“Notes on ‘Biblical Separation Defended’” is an unpublished book review from Dr. Gordon H. Clark’s papers. If you notice any typos on the typed document please email the administrator at email@example.com
**Items from the unpublished papers of Dr. Gordon H. Clark should not be considered his definitive statement on the particular topic addressed. These papers are being provided for educational value. For Dr. Clark’s official positions consult his published writings.**
Unpublished 37. Notes on Biblical Separation Defended (typed)
Notes: From the Sangre de Cristo Seminary, notes within the book “Biblical Separation Divided” by Gary G. Cohen, The Presbyterian and Reformed Publishing Company, 1966. – DJD 29 Nov 2014]
Dr. Robert O Fern, a member of the Billy Graham team, has written a volume defending cooperation with liberal unbelievers. Mr. Cohen analyzes his ten main arguments. So explicit is Mr. Cohen’s reasoning, so exegetical, so probative, that a cursory survey would eliminate its overwhelming force. Therefore two sections only will be more extensively separated as illustrative both of the method and the material.
Dr. Fern believes that Billy Graham is justified in accepting the sponsorship of known unbelievers, in having them appear on the platform with him, in using them to instruct the converts to liberal churches because Jesus, when he sent out the twelve and the seventy, told them to lodge with any householder who, knowing their message, would entertain them.
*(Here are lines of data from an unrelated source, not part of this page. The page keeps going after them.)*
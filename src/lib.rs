pub mod dataset;
pub mod decision;
pub mod eval;
pub mod features;
pub mod form;
pub mod model;
pub mod models;
pub mod report;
Dr. Fern writes, “They were supposed to accept hospitality when it was offered. They were to leave only when they were positively rejected.” “In fact,” says Mr. Cohen, “Dr. Fern “declares it is not even the responsibility of the evangelist to determine the motives which may have prompted … a denier of the Atonement to invite a conservative preacher to come.” (p. 2).
Mr. Cohen then points out that this is not at all what Jesus told his disciples. Jesus explicitly told them to search out who in the town is worthy and there abide (Matt 10:11). Mr. Cohen then asks, would the disciples have accepted the invitation of a known sorcerer or idol worshipper? “If Paul thought it important enough to have Titus circumcised in order to remove an unnecessary stumbling block from the minds of the Jews … surely the Lord would not consent to a sorcerer’s willingness [to be host] as a sufficient reason for basing his proclamation headquarters at a local temple of idols.” (p. 3). Dr. Fern ignores the command to seek out who is worthy.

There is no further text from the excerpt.